Pour le moment, les médias traditionnels ne s’intéressent pas au street art, ou s’ils le font, c’est souvent en le réduisant à Bansky. Ils sont peut-être en train de faire plus de recherches, mais ils sentent peut-être que ce n’est pas leur terrain. Je ne sais pas. Ce que je vois, c’est qu’il y a un média alternatif qui grandit en même temps que le mouvement artistique lui-même.

Nelio Argentina street art in Cordoba. Photo copyright Nelio 2014

Nelio, Cordoba, Argentina, 2014. Photo par Nelio.

 

Michael “RJ” Rushmore, éditeur en chef du blog Vandalog, a publié une étude en profondeur sur les relations entre le street art et internet, Viral Art  (e-book gratuit). Quelle est l’importance d’internet pour ton travail et en tant que professionnel ? 

Je n’utilise pas internet comme un moyen pour faire de l’art, même si j’ai réfléchi à certaines possibilités. Pour le moment, je l’utilise principalement pour partager mon travail et pour être en contact avec les autres artistes. Cela peut changer dans le futur, mais pour le moment je suis plus concentré sur créer des oeuvres que tu peux voir dans la vraie vie, que tu peux toucher. Je me sens plus souvent un artisan qu’un artiste.

Mais internet est intéressant pour montrer mon travail à un large public. Les gens ne verront pas la plupart de mes peintures dans le vrai monde, soit parce qu’elles sont cachées dans des lieux à l’abandon, soit parce qu’elles ont été recouvertes peu après que je les ai faites. Avec internet les peintures ne sont plus éphémères.
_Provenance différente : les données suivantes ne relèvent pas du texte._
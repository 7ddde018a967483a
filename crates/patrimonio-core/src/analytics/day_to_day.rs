//! Day-to-day (COTIDIANO) spend analytics for one user and month: totals,
//! daily average, end-of-month projection, and trend over trailing months.

use chrono::{Duration, NaiveDate};
use rust_decimal::Decimal;
use serde::{Deserialize, Serialize};
use std::time::Instant;

use crate::records::ExpenseRecord;
use crate::reconciliation::window::MonthWindow;
use crate::types::{pct_variation, with_metadata, ComputationOutput, Money, Segment, UserId};
use crate::PatrimonioResult;

use super::trend::{classify_trend, Trend};

/// Months of history (before the target) included in the trend series.
const TREND_HISTORY_MONTHS: usize = 6;

// ---------------------------------------------------------------------------
// Input / output types
// ---------------------------------------------------------------------------

#[derive(Debug, Clone, Serialize, Deserialize)]
pub struct DayToDayInput {
    pub user: UserId,
    pub anio: i32,
    pub mes: u32,
    /// Cut-off for the daily average; defaults to the end of the month and is
    /// clamped into the window.
    #[serde(skip_serializing_if = "Option::is_none")]
    pub hasta: Option<NaiveDate>,
    pub gastos: Vec<ExpenseRecord>,
}

#[derive(Debug, Clone, PartialEq, Serialize, Deserialize)]
pub struct MonthTotal {
    pub anio: i32,
    pub mes: u32,
    pub total: Money,
}

#[derive(Debug, Clone, Serialize, Deserialize)]
pub struct DayToDayOutput {
    pub total_mes: Money,
    pub dias_transcurridos: i64,
    pub media_diaria: Money,
    /// Daily average extrapolated to the full month.
    pub proyeccion_mes: Money,
    pub variacion_vs_mes_anterior_pct: Decimal,
    pub tendencia: Trend,
    /// Trailing monthly totals, oldest first, target month last.
    pub serie_mensual: Vec<MonthTotal>,
}

// ---------------------------------------------------------------------------
// Public API
// ---------------------------------------------------------------------------

/// Analyze daily spend for one user and month.
pub fn day_to_day(input: &DayToDayInput) -> PatrimonioResult<ComputationOutput<DayToDayOutput>> {
    let start = Instant::now();
    let window = MonthWindow::new(input.anio, input.mes)?;

    let gastos: Vec<&ExpenseRecord> = input
        .gastos
        .iter()
        .filter(|r| r.owner == input.user && r.segmento == Segment::Cotidiano && r.pagado)
        .collect();

    let last_day = window.end - Duration::days(1);
    let hasta = input
        .hasta
        .unwrap_or(last_day)
        .clamp(window.start, last_day);
    let dias_transcurridos = (hasta - window.start).num_days() + 1;

    let total_mes: Money = gastos
        .iter()
        .filter(|r| window.contains_opt(r.fecha_pago))
        .map(|r| r.importe)
        .sum();

    // dias_transcurridos >= 1 by construction.
    let media_diaria = (total_mes / Decimal::from(dias_transcurridos)).round_dp(2);
    let proyeccion_mes = (media_diaria * Decimal::from(window.days_in_month())).round_dp(2);

    // Trailing monthly totals, oldest first, ending on the target month.
    let mut windows = vec![window];
    let mut cursor = window;
    for _ in 0..TREND_HISTORY_MONTHS {
        cursor = cursor.pred()?;
        windows.push(cursor);
    }
    windows.reverse();

    let serie_mensual: Vec<MonthTotal> = windows
        .iter()
        .map(|w| MonthTotal {
            anio: w.year(),
            mes: w.month(),
            total: gastos
                .iter()
                .filter(|r| w.contains_opt(r.fecha_pago))
                .map(|r| r.importe)
                .sum(),
        })
        .collect();

    let series: Vec<Money> = serie_mensual.iter().map(|m| m.total).collect();
    let tendencia = classify_trend(&series)?.tendencia;
    let prev_total = serie_mensual[serie_mensual.len() - 2].total;

    let elapsed = start.elapsed().as_micros() as u64;
    Ok(with_metadata(
        "Day-to-day spend run rate and trend",
        input,
        Vec::new(),
        elapsed,
        DayToDayOutput {
            total_mes,
            dias_transcurridos,
            media_diaria,
            proyeccion_mes,
            variacion_vs_mes_anterior_pct: pct_variation(prev_total, total_mes),
            tendencia,
            serie_mensual,
        },
    ))
}

// ---------------------------------------------------------------------------
// Tests
// ---------------------------------------------------------------------------
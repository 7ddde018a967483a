//! French amortization: constant-payment schedule generation and
//! term-reducing prepayment recalculation.

pub mod prepayment;
pub mod schedule;

pub use prepayment::{recalculate_with_prepayment, PrepaymentInput, PrepaymentOutput};
pub use schedule::{generate_schedule, Installment, LoanInput, ScheduleOutput};

use rust_decimal::Decimal;

/// Compute base^n for a positive integer exponent via iterative multiplication.
pub(crate) fn iterative_pow(base: Decimal, n: u32) -> Decimal {
    let mut result = Decimal::ONE;
    for _ in 0..n {
        result *= base;
    }
    result
}

/// Compute 1 / base^n via iterative multiplication.
pub(crate) fn iterative_pow_recip(base: Decimal, n: u32) -> Decimal {
    let pow = iterative_pow(base, n);
    if pow.is_zero() {
        Decimal::ZERO
    } else {
        Decimal::ONE / pow
    }
}
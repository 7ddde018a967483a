//! Per-account balance aggregation and global liquidity KPIs.
//!
//! The closing balance is the account's stored live balance, never derived
//! from the month's movements: transfers and manual adjustments mutate it
//! outside the movement records, and a derived figure would silently diverge.

use serde::{Deserialize, Serialize};
use std::time::Instant;

use crate::records::{AccountRecord, ExpenseRecord, IncomeRecord};
use crate::reconciliation::window::MonthWindow;
use crate::types::{with_metadata, ComputationOutput, Money, Segment, UserId};
use crate::PatrimonioResult;

// ---------------------------------------------------------------------------
// Input / output types
// ---------------------------------------------------------------------------

#[derive(Debug, Clone, Serialize, Deserialize)]
pub struct BalanceInput {
    pub user: UserId,
    pub anio: i32,
    pub mes: u32,
    pub cuentas: Vec<AccountRecord>,
    pub ingresos: Vec<IncomeRecord>,
    pub gastos: Vec<ExpenseRecord>,
}

/// One active account's monthly movement picture.
#[derive(Debug, Clone, PartialEq, Serialize, Deserialize)]
pub struct AccountBalance {
    pub cuenta: String,
    pub nombre: String,
    /// Opening-of-month snapshot.
    pub saldo_inicial: Money,
    /// Collected incomes in the window.
    pub entradas: Money,
    pub salidas_gestionables: Money,
    pub salidas_cotidianas: Money,
    /// Combined outflows.
    pub salidas: Money,
    /// Stored live balance (source of truth, not derived).
    pub saldo_actual: Money,
    /// Active income not yet collected.
    pub pendiente_ingresos: Money,
    /// Active manageable expense not yet paid.
    pub pendiente_gestionable: Money,
    /// Active daily-spend expense not yet paid.
    pub pendiente_cotidiano: Money,
    /// `saldo_actual − pending expenses + pending income`.
    pub liquidez_proyectada: Money,
}

/// Global liquidity KPIs across all active accounts.
#[derive(Debug, Clone, PartialEq, Serialize, Deserialize)]
pub struct LiquidityKpis {
    pub liquidez_actual: Money,
    pub liquidez_inicial: Money,
    pub pendiente_ingresos: Money,
    pub pendiente_gastos: Money,
    pub liquidez_proyectada: Money,
}

#[derive(Debug, Clone, Serialize, Deserialize)]
pub struct BalanceOutput {
    pub cuentas: Vec<AccountBalance>,
    pub kpis: LiquidityKpis,
}

// ---------------------------------------------------------------------------
// Public API
// ---------------------------------------------------------------------------

/// Compute per-account movements and pending figures for one user and month,
/// plus the global liquidity KPIs.
pub fn balance_by_account(
    input: &BalanceInput,
) -> PatrimonioResult<ComputationOutput<BalanceOutput>> {
    let start = Instant::now();
    let window = MonthWindow::new(input.anio, input.mes)?;

    let ingresos: Vec<&IncomeRecord> = input
        .ingresos
        .iter()
        .filter(|r| r.owner == input.user)
        .collect();
    let gastos: Vec<&ExpenseRecord> = input
        .gastos
        .iter()
        .filter(|r| r.owner == input.user)
        .collect();

    let mut cuentas: Vec<AccountBalance> = Vec::new();
    for account in input
        .cuentas
        .iter()
        .filter(|a| a.owner == input.user && a.activo)
    {
        let entradas: Money = ingresos
            .iter()
            .filter(|r| r.cuenta == account.id && r.cobrado && window.contains_opt(r.fecha_cobro))
            .map(|r| r.importe)
            .sum();

        let paid_in_month = |segmento: Segment| -> Money {
            gastos
                .iter()
                .filter(|r| {
                    r.cuenta == account.id
                        && r.segmento == segmento
                        && r.pagado
                        && window.contains_opt(r.fecha_pago)
                })
                .map(|r| r.importe)
                .sum()
        };
        let salidas_gestionables = paid_in_month(Segment::Gestionable);
        let salidas_cotidianas = paid_in_month(Segment::Cotidiano);

        let pendiente_ingresos: Money = ingresos
            .iter()
            .filter(|r| r.cuenta == account.id && r.activo && !r.cobrado)
            .map(|r| r.importe)
            .sum();
        let pending = |segmento: Segment| -> Money {
            gastos
                .iter()
                .filter(|r| {
                    r.cuenta == account.id && r.segmento == segmento && r.activo && !r.pagado
                })
                .map(|r| r.importe)
                .sum()
        };
        let pendiente_gestionable = pending(Segment::Gestionable);
        let pendiente_cotidiano = pending(Segment::Cotidiano);

        cuentas.push(AccountBalance {
            cuenta: account.id.clone(),
            nombre: account.nombre.clone(),
            saldo_inicial: account.saldo_inicio_mes,
            entradas,
            salidas_gestionables,
            salidas_cotidianas,
            salidas: salidas_gestionables + salidas_cotidianas,
            saldo_actual: account.saldo_actual,
            pendiente_ingresos,
            pendiente_gestionable,
            pendiente_cotidiano,
            liquidez_proyectada: account.saldo_actual
                - (pendiente_gestionable + pendiente_cotidiano)
                + pendiente_ingresos,
        });
    }

    let kpis = LiquidityKpis {
        liquidez_actual: cuentas.iter().map(|c| c.saldo_actual).sum(),
        liquidez_inicial: cuentas.iter().map(|c| c.saldo_inicial).sum(),
        pendiente_ingresos: cuentas.iter().map(|c| c.pendiente_ingresos).sum(),
        pendiente_gastos: cuentas
            .iter()
            .map(|c| c.pendiente_gestionable + c.pendiente_cotidiano)
            .sum(),
        liquidez_proyectada: cuentas.iter().map(|c| c.liquidez_proyectada).sum(),
    };

    let elapsed = start.elapsed().as_micros() as u64;
    Ok(with_metadata(
        "Balance by account (stored closing balance, half-open month window)",
        input,
        Vec::new(),
        elapsed,
        BalanceOutput { cuentas, kpis },
    ))
}

// ---------------------------------------------------------------------------
// Tests
// ---------------------------------------------------------------------------

#[cfg(test)]
mod tests {
    use super::*;
    use crate::types::Periodicity;
    use chrono::NaiveDate;
    use rust_decimal_macros::dec;

    fn day(y: i32, m: u32, d: u32) -> NaiveDate {
        NaiveDate::from_ymd_opt(y, m, d).unwrap()
    }

    fn account(owner: &str, id: &str, inicial: rust_decimal::Decimal, actual: rust_decimal::Decimal) -> AccountRecord {
        AccountRecord {
            owner: owner.into(),
            id: id.into(),
            nombre: format!("Cuenta {id}"),
            activo: true,
            saldo_inicio_mes: inicial,
            saldo_actual: actual,
        }
    }

    fn base_input() -> BalanceInput {
        BalanceInput {
            user: "u1".into(),
            anio: 2025,
            mes: 3,
            cuentas: vec![account("u1", "acc-1", dec!(1000), dec!(1450))],
            ingresos: vec![
                IncomeRecord {
                    owner: "u1".into(),
                    concepto: "nomina".into(),
                    cuenta: "acc-1".into(),
                    importe: dec!(2000),
                    periodicidad: Periodicity::Mensual,
                    activo: true,
                    kpi: true,
                    cobrado: true,
                    fecha_cobro: Some(day(2025, 3, 1)),
                },
                IncomeRecord {
                    owner: "u1".into(),
                    concepto: "alquiler".into(),
                    cuenta: "acc-1".into(),
                    importe: dec!(600),
                    periodicidad: Periodicity::Mensual,
                    activo: true,
                    kpi: true,
                    cobrado: false,
                    fecha_cobro: None,
                },
            ],
            gastos: vec![
                ExpenseRecord {
                    owner: "u1".into(),
                    concepto: "hipoteca".into(),
                    cuenta: "acc-1".into(),
                    importe: dec!(700),
                    periodicidad: Periodicity::Mensual,
                    segmento: Segment::Gestionable,
                    activo: true,
                    kpi: true,
                    pagado: true,
                    fecha_pago: Some(day(2025, 3, 2)),
                },
                ExpenseRecord {
                    owner: "u1".into(),
                    concepto: "compra".into(),
                    cuenta: "acc-1".into(),
                    importe: dec!(250),
                    periodicidad: Periodicity::Mensual,
                    segmento: Segment::Cotidiano,
                    activo: true,
                    kpi: true,
                    pagado: true,
                    fecha_pago: Some(day(2025, 3, 12)),
                },
                ExpenseRecord {
                    owner: "u1".into(),
                    concepto: "seguro".into(),
                    cuenta: "acc-1".into(),
                    importe: dec!(300),
                    periodicidad: Periodicity::Mensual,
                    segmento: Segment::Gestionable,
                    activo: true,
                    kpi: true,
                    pagado: false,
                    fecha_pago: None,
                },
            ],
        }
    }

    fn run(input: &BalanceInput) -> BalanceOutput {
        balance_by_account(input).unwrap().result
    }

    #[test]
    fn test_movements_and_pending_split() {
        let out = run(&base_input());
        assert_eq!(out.cuentas.len(), 1);
        let c = &out.cuentas[0];
        assert_eq!(c.entradas, dec!(2000));
        assert_eq!(c.salidas_gestionables, dec!(700));
        assert_eq!(c.salidas_cotidianas, dec!(250));
        assert_eq!(c.salidas, dec!(950));
        assert_eq!(c.pendiente_ingresos, dec!(600));
        assert_eq!(c.pendiente_gestionable, dec!(300));
        assert_eq!(c.pendiente_cotidiano, dec!(0));
    }

    #[test]
    fn test_closing_balance_is_stored_not_derived() {
        let mut input = base_input();
        // Live balance deliberately inconsistent with opening + movements
        // (a transfer happened outside the movement records).
        input.cuentas[0].saldo_actual = dec!(5000);
        let out = run(&input);
        assert_eq!(out.cuentas[0].saldo_actual, dec!(5000));
    }

    #[test]
    fn test_projected_liquidity() {
        let out = run(&base_input());
        let c = &out.cuentas[0];
        // 1450 - (300 + 0) + 600 = 1750
        assert_eq!(c.liquidez_proyectada, dec!(1750));
        assert_eq!(out.kpis.liquidez_proyectada, dec!(1750));
    }

    #[test]
    fn test_inactive_accounts_excluded() {
        let mut input = base_input();
        input.cuentas.push(AccountRecord {
            activo: false,
            ..account("u1", "acc-2", dec!(9999), dec!(9999))
        });
        let out = run(&input);
        assert_eq!(out.cuentas.len(), 1);
        assert_eq!(out.kpis.liquidez_actual, dec!(1450));
    }

    #[test]
    fn test_cross_tenant_accounts_invisible() {
        let mut input = base_input();
        input.cuentas.push(account("u2", "acc-9", dec!(7777), dec!(7777)));
        input.ingresos.push(IncomeRecord {
            owner: "u2".into(),
            concepto: "ajeno".into(),
            cuenta: "acc-1".into(),
            importe: dec!(123),
            periodicidad: Periodicity::Mensual,
            activo: true,
            kpi: true,
            cobrado: true,
            fecha_cobro: Some(day(2025, 3, 3)),
        });
        let out = run(&input);
        assert_eq!(out.cuentas.len(), 1);
        assert_eq!(out.cuentas[0].entradas, dec!(2000));
    }

    #[test]
    fn test_payment_outside_window_not_an_outflow() {
        let mut input = base_input();
        input.gastos[0].fecha_pago = Some(day(2025, 4, 1));
        let out = run(&input);
        assert_eq!(out.cuentas[0].salidas_gestionables, dec!(0));
    }

    #[test]
    fn test_kpi_totals_across_accounts() {
        let mut input = base_input();
        input.cuentas.push(account("u1", "acc-2", dec!(500), dec!(800)));
        let out = run(&input);
        assert_eq!(out.kpis.liquidez_actual, dec!(2250));
        assert_eq!(out.kpis.liquidez_inicial, dec!(1500));
    }
}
Professionnellement, internet est un très bon outil parce qu’il m’offre la liberté de travailler de façon indépendante. C’est à travers internet que je reçois des offres d’emploi. Avant internet, j’imagine que ça devait être plus difficile pour un artiste de vendre son travail. Particulièrement si, comme moi, tu n’aimes pas la partie commerciale de cette carrière, et te promouvoir. Mettre mes oeuvres sur internet m’évite d’avoir à faire tout ça.

Quand j’étais plus jeune, je m’inquiétais beaucoup au sujet de mon futur, j’hésitais sur le métier à choisir : quelque chose que j’aime et qui m’offrirait une sécurité, ou quelque chose que j’adore mais qui est financièrement incertain. La société nous apprend à avoir un vrai métier, à faire des économies, à acheter une maison et à faire toutes ces autres choses qui permettent de nous garder dans notre zone de confort. Mais avec mes nombreux voyages et mes rencontres avec d’autres gens, j’ai découvert une autre façon de penser, et de vivre. J’ai appris que c’est toujours quand tu prends des risques que ton monde s’élargit. Plus tu te confrontes à de nouvelles expériences, moins tu as peur, et plus tu peux avancer. Pour le moment, c’est important pour ma façon de vivre mais aussi pour mon art. J’ai besoin d’expérimenter et de penser toujours à de nouvelles directions où aller.

Les oeuvres collaboratives sont super pour ça, c’est mon éducation, dans la rue avec d’autres artistes. Tu peux apprendre beaucoup si tu essayes de comprendre et de compléter le travail des artistes avec lesquels tu collabores. En particulier si les artistes viennent d’un autre pays, d’une autre culture. Ce qui est intéressant avec le graffiti, c’est que c’est une grande famille. Où que tu voyages, tu peux facilement entrer en contact avec d’autres artistes. Et bien sûr internet a facilité tout ça. Tu peux découvrir le travail d’un artiste vivant à l’autre bout du monde et le contacter. Le monde devient plus petit, et les sources d’inspiration s’accroissent.

Nelio urban artwork in Arrabida Portugal street art interview. Photo copyright Nelio 2013

Nelio, Arrabida, Portugal, 2013. Photo par Nelio.